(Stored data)
===============

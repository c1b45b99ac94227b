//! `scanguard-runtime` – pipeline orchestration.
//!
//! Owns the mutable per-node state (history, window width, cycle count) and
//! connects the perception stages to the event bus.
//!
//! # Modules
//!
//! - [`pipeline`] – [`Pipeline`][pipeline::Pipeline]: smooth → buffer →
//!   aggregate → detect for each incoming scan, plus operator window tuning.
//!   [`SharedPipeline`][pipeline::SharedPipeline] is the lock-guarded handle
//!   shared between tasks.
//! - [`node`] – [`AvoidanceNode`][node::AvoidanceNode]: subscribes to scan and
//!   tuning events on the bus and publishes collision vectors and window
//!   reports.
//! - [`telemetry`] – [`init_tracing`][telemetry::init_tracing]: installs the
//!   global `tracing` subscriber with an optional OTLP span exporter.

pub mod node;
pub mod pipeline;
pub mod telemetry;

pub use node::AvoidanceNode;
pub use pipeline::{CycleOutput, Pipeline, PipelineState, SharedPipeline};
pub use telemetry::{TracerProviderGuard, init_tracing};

===============

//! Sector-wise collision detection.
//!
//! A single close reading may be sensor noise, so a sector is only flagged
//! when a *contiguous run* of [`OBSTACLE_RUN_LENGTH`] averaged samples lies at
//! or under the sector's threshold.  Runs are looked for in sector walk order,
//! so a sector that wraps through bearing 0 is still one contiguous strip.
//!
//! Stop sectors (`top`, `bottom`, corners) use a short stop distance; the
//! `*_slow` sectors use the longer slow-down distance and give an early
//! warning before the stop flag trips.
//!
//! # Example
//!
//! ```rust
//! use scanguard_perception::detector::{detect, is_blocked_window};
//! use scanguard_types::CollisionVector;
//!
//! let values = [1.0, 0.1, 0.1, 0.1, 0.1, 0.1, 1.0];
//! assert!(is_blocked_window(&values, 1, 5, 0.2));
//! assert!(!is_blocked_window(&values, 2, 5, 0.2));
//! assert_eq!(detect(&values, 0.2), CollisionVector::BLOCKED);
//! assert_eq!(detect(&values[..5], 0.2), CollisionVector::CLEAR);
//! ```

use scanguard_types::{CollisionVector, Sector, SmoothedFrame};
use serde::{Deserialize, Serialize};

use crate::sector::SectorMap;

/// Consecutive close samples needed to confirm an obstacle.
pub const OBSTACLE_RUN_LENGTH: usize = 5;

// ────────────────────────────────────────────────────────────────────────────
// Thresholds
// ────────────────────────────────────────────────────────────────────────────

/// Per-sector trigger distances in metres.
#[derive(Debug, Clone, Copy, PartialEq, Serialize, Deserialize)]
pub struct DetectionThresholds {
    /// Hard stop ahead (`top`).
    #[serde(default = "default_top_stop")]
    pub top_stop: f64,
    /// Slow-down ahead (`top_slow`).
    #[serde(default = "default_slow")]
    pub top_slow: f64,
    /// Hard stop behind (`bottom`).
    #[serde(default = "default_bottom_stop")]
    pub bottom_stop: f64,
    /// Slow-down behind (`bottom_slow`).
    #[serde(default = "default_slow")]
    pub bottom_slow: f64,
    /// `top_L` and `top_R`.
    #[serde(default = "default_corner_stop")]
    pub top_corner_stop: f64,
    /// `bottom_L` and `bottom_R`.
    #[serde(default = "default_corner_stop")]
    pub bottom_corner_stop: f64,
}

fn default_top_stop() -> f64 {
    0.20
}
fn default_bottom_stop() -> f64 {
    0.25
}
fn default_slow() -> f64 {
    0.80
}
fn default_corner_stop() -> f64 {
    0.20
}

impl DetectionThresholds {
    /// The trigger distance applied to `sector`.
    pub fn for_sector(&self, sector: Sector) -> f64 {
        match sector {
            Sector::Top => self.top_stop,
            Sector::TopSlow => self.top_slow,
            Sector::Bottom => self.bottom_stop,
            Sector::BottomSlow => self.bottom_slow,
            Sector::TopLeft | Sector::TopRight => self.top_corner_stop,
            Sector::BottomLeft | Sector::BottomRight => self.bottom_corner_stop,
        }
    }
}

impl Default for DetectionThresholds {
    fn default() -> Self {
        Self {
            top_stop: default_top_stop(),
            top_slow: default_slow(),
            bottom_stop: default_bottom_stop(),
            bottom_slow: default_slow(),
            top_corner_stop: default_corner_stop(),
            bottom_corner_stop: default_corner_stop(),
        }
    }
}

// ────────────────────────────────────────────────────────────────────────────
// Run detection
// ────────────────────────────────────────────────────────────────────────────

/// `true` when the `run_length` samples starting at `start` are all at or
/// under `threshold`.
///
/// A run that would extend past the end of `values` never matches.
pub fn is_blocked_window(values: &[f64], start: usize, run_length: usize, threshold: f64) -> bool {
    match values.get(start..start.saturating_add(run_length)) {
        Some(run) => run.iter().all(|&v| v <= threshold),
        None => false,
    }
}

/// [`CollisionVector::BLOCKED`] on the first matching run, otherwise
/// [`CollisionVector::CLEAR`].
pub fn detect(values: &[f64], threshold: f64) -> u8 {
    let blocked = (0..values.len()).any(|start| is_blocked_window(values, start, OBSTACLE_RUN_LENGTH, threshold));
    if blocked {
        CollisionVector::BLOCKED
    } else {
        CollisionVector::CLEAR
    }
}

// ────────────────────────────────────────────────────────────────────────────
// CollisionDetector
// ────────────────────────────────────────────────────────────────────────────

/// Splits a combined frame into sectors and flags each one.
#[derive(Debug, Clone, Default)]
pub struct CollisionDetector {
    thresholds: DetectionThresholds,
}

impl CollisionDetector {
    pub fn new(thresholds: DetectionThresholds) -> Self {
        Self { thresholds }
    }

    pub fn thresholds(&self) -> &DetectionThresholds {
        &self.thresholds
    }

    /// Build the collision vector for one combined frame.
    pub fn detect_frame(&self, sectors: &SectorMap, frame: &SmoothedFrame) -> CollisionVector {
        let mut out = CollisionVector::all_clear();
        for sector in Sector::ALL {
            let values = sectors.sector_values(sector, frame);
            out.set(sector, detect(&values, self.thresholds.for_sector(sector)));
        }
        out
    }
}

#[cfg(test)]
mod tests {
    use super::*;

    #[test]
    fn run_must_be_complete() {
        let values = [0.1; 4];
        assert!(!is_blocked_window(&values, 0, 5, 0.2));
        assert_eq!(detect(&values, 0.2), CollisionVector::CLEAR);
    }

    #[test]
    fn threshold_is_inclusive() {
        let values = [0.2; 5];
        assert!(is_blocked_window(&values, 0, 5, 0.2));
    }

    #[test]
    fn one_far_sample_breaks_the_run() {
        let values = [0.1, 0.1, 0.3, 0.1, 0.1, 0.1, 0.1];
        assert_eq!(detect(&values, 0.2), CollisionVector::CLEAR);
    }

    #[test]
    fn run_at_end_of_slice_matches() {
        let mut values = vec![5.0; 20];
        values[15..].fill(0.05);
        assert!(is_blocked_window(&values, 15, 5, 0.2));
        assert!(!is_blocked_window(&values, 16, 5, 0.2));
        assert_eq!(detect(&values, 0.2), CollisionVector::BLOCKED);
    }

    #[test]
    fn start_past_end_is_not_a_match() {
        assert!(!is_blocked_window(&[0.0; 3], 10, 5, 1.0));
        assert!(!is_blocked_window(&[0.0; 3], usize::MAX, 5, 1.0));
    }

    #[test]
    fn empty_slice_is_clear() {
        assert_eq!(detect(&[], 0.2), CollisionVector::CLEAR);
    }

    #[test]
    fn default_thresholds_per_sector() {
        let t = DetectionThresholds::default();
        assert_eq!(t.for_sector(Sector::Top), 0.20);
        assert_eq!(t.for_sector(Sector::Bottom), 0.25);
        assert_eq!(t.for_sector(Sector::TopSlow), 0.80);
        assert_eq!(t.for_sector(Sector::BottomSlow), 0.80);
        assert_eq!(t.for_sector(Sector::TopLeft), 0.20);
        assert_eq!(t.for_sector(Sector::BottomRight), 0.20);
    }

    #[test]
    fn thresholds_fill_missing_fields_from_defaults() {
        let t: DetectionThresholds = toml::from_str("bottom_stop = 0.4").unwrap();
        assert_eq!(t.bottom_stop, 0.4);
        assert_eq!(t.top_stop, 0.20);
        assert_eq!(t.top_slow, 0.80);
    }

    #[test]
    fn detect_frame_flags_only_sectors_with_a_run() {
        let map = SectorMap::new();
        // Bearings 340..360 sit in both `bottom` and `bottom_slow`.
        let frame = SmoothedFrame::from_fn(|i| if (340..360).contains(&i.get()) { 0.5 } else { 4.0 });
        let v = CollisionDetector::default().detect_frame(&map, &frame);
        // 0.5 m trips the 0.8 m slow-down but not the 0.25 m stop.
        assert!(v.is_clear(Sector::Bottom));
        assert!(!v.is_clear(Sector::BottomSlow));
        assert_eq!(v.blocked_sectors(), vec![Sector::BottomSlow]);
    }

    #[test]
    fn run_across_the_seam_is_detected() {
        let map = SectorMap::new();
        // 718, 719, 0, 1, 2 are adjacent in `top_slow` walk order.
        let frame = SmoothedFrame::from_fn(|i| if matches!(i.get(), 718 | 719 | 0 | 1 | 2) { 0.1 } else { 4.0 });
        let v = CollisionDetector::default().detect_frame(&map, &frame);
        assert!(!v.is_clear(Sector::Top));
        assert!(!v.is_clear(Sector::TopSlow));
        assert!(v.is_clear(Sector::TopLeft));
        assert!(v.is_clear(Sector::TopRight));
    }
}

===============

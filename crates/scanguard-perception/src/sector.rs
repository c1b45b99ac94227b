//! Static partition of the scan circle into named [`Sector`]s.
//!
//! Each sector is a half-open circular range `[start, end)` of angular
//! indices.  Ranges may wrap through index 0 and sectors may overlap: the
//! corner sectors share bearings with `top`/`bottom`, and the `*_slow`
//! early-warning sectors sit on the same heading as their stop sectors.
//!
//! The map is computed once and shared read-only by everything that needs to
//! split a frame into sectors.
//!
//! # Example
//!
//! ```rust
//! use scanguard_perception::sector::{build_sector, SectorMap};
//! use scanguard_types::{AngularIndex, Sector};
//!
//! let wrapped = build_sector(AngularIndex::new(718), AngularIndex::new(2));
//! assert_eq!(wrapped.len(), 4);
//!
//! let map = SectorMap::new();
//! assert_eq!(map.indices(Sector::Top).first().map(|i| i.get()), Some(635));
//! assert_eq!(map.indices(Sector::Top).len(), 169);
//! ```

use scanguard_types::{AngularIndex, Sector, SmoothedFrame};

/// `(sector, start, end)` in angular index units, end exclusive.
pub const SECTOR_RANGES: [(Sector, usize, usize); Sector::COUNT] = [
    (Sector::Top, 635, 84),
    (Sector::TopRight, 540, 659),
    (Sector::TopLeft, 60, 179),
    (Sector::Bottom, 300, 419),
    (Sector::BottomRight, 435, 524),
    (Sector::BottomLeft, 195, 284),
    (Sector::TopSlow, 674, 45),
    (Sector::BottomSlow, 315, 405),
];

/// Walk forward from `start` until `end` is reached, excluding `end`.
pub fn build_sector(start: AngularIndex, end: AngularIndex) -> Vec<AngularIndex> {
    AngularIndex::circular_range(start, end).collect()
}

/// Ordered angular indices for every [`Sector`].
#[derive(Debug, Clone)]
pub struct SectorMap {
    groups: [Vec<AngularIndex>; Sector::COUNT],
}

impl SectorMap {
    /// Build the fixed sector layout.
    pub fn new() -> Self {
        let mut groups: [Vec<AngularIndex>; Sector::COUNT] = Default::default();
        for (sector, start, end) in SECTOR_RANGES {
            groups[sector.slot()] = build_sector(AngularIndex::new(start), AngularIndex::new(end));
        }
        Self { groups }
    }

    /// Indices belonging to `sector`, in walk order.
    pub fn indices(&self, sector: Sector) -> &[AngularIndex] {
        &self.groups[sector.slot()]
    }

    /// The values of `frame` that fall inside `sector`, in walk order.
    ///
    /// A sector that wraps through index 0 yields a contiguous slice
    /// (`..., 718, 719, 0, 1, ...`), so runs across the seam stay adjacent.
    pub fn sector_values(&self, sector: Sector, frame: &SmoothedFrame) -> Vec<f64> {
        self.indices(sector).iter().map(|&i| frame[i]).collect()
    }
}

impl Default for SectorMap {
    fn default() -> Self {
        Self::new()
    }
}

===============

# TASK ITEM
Restate word for word only the lines above from the line containing "pub fn detect(values: &[f64], threshold: f64)" to the line containing "let values = sectors.sector_values(sector, frame);", both of them included.

# WRITTEN RESPONSE
pub fn detect(values: &[f64], threshold: f64) -> u8 {
    let blocked = (0..values.len()).any(|start| is_blocked_window(values, start, OBSTACLE_RUN_LENGTH, threshold));
    if blocked {
        CollisionVector::BLOCKED
    } else {
        CollisionVector::CLEAR
    }
}

// ────────────────────────────────────────────────────────────────────────────
// CollisionDetector
// ────────────────────────────────────────────────────────────────────────────

/// Splits a combined frame into sectors and flags each one.
#[derive(Debug, Clone, Default)]
pub struct CollisionDetector {
    thresholds: DetectionThresholds,
}

impl CollisionDetector {
    pub fn new(thresholds: DetectionThresholds) -> Self {
        Self { thresholds }
    }

    pub fn thresholds(&self) -> &DetectionThresholds {
        &self.thresholds
    }

    /// Build the collision vector for one combined frame.
    pub fn detect_frame(&self, sectors: &SectorMap, frame: &SmoothedFrame) -> CollisionVector {
        let mut out = CollisionVector::all_clear();
        for sector in Sector::ALL {
            let values = sectors.sector_values(sector, frame);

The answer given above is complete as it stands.